Okay, that's weird. It must have just jumped through your legs when you stood up. But no worries. You hold out your hand and the frog hops on and you take it outside. You stand up, go inside, close the door, turn around.
There are two frogs.
Okay that's definitely weird. This time you don't try to pick them up. You just use your hands to gently push them out the door. You stand up, go inside, close the door, turn around, aaaaaand one of the frogs had peed on your floor. Great.
You go into the kitchen and open the cabinet under the sink. You reach in and pull out a cleaning spray. Sitting on the nozzle is another frog. Okay, what is going on?
You take the spray bottle outside and gently encourage the frog off. You stand up, go inside, close the door, turn around, and there's another frog. It's standing in the puddle of piss. It croaks at you. Okay, this is fine, you're fine. It's just a frog. You gently but firmly push the frog outside. You stand up, go inside—
There's seven frogs.
In frustration you spray the cleaning spray at one of the frogs. You didn't think it was that much, but the frog's eyes bulge and it croaks and hops around in circles. You watch, horrified, as it lands on its back and its legs stretch out and then it stops moving. The other frogs stare at you in silent judgment. Another one pees on your floor. You gently tap the overturned frog with the toe of your boot. It doesn't move, and it's starting to smell. You reach down and touch one of its feet. It doesn't respond. You go back to your kitchen and get your broom. You start to shoo the frogs out of the door. You get them all out. You close the door and, perhaps irrationally, lock it. You return the broom to the kitchen. There's a frog clinging to the handle. You shout and shake the broom and the frog flies off. It hits the floor with a wet thud and does not move. You pick the dead thing up by a foot and drop it in the trash can. It lands on 10 more frogs, sitting at the bottom, all peeing.

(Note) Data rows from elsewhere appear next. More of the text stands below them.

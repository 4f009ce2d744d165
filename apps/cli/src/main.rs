#![deny(warnings)]

//! Headless CLI: generate a tabletop exercise, print period KPIs and an
//! after-action summary, optionally dump JSON or a persona's prompt context.

use anyhow::{bail, Context, Result};
use serde::Deserialize;
use std::path::{Path, PathBuf};
use tracing::{info, Level};
use tracing_subscriber::EnvFilter;
use ttx_core::{PersonaLocation, ScenarioConfig, ScenarioResults, SimConfig};
use ttx_runtime::{PlanProvider, ScenarioStore, StaticPlan};

#[derive(Debug, Default)]
struct Args {
    config: Option<PathBuf>,
    plan: Option<PathBuf>,
    adk: Option<PathBuf>,
    seed: Option<u64>,
    out: Option<PathBuf>,
    persona: Option<String>,
    period: Option<u32>,
    version: bool,
}

fn parse_args() -> Args {
    let mut args = Args::default();
    let mut it = std::env::args().skip(1);
    while let Some(arg) = it.next() {
        match arg.as_str() {
            "--config" => args.config = it.next().map(PathBuf::from),
            "--plan" => args.plan = it.next().map(PathBuf::from),
            "--adk" => args.adk = it.next().map(PathBuf::from),
            "--seed" => args.seed = it.next().and_then(|s| s.parse().ok()),
            "--out" => args.out = it.next().map(PathBuf::from),
            "--persona" => args.persona = it.next(),
            "--period" => args.period = it.next().and_then(|s| s.parse().ok()),
            "--version" => args.version = true,
            other => eprintln!("ignoring unknown argument {other}"),
        }
    }
    args
}

/// Layout of a `--config` YAML file.
#[derive(Debug, Deserialize)]
struct ExerciseFile {
    scenario: ScenarioConfig,
    #[serde(default)]
    sim: SimConfig,
}

fn default_scenario() -> ScenarioConfig {
    ScenarioConfig {
        scenario_type: "hurricane".into(),
        location: "Tampa Bay, FL".into(),
        severity: "major".into(),
        population: 2_700_000,
        agents: None,
        time: None,
    }
}

fn load_exercise(path: Option<&Path>) -> Result<(ScenarioConfig, SimConfig)> {
    let Some(path) = path else {
        return Ok((default_scenario(), SimConfig::default()));
    };
    let text = std::fs::read_to_string(path)
        .with_context(|| format!("reading config {}", path.display()))?;
    let file: ExerciseFile = serde_yaml::from_str(&text)
        .with_context(|| format!("parsing config {}", path.display()))?;
    Ok((file.scenario, file.sim))
}

fn read(path: &Path) -> Result<String> {
    std::fs::read_to_string(path).with_context(|| format!("reading {}", path.display()))
}

fn print_report(r: &ScenarioResults) {
    let s = &r.ttx_script;
    println!(
        "{} | periods: {} | personas: {} | source: {:?} | status: {:?}",
        s.title, s.total_periods, s.persona_count, s.source, r.status
    );
    for p in &r.period_results {
        let loc = |k: PersonaLocation| p.aggregates.locations.get(&k).copied().unwrap_or_default();
        println!(
            "{} | injects: {} | actions: {} | home: {} | evacuating: {} | sheltered: {} | assist: {} | issues: {}",
            p.operational_period.label,
            p.injects.len(),
            p.eoc_actions.len(),
            loc(PersonaLocation::Home),
            loc(PersonaLocation::Evacuating),
            loc(PersonaLocation::Shelter) + loc(PersonaLocation::WithFamily),
            p.aggregates.needing_assistance,
            p.aggregates.critical_issues.len()
        );
    }
    let sum = ttx_runtime::summarize(r);
    println!(
        "AAR | peak evacuation: {} ({} on the road) | sheltered at end: {} | still home: {} | periods with issues: {:?} | mood at end: {}",
        sum.peak_evacuation_period
            .map(|p| format!("period {p}"))
            .unwrap_or_else(|| "none".into()),
        sum.peak_evacuating,
        sum.final_sheltered,
        sum.final_at_home,
        sum.periods_with_critical_issues,
        sum.dominant_final_sentiment
            .map(|s| s.as_str())
            .unwrap_or("n/a")
    );
}

fn main() -> Result<()> {
    let filter = EnvFilter::try_from_default_env().unwrap_or_else(|_| EnvFilter::new("info"));
    tracing_subscriber::fmt()
        .with_env_filter(filter)
        .with_max_level(Level::DEBUG)
        .init();

    let args = parse_args();
    if args.version {
        println!("ttx {} ({})", env!("CARGO_PKG_VERSION"), env!("TTX_GIT_SHA"));
        return Ok(());
    }
    info!(?args, "starting CLI");
    if args.plan.is_some() && args.adk.is_some() {
        bail!("--plan and --adk are mutually exclusive");
    }

    let (scenario, mut sim) = load_exercise(args.config.as_deref())?;
    if let Some(seed) = args.seed {
        sim.rng_seed = seed;
    }

    let results = match (&args.adk, &args.plan) {
        (Some(path), _) => ttx_adk::transform_adk_str(&read(path)?, &scenario, &sim)?,
        (None, Some(path)) => {
            let plan = StaticPlan::new(path.display().to_string(), read(path)?);
            ttx_runtime::generate_scenario(&scenario, &sim, Some(&plan as &dyn PlanProvider))?
        }
        (None, None) => ttx_runtime::generate_scenario(&scenario, &sim, None)?,
    };

    let mut store = ScenarioStore::new();
    store.subscribe(|r, rev| {
        info!(revision = rev, periods = r.period_results.len(), "scenario ready")
    });
    store.replace(results);
    let Some(results) = store.current() else {
        bail!("scenario store is empty after replace");
    };

    print_report(results);

    if let Some(out) = &args.out {
        let json = serde_json::to_string_pretty(results)?;
        std::fs::write(out, json).with_context(|| format!("writing {}", out.display()))?;
        info!(path = %out.display(), "results written");
    }

    if let Some(persona) = &args.persona {
        let period = args.period.unwrap_or(1);
        let knowledge = ttx_runtime::persona_knowledge(results, &sim, persona, period)?;
        println!();
        println!("{}", ttx_knowledge::format_knowledge_for_prompt(&knowledge));
    }

    Ok(())
}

You go to your room and slam the door. Behind you you hear a croak. You turn, very very slowly, and look at your room. Every surface has at least one frog. They all just sit there, staring at you, peeing on your belongings. Several of them, implausibly, are already dead. Their overturned bodies create a stench you wonder how you could have missed. You don't even know what to do with this many frogs. Where do you begin? You go to the bathroom. There are frogs in your toilet. You spitefully go to flush it, but there's a frog clinging to the lever. You try to wash your face in the sink, but it's full of frogs. You leave the bathroom and feel something soft and small crunch beneath your foot...
Everything seems to freeze and you sense dozens of pairs of baleful black eyes turn toward you......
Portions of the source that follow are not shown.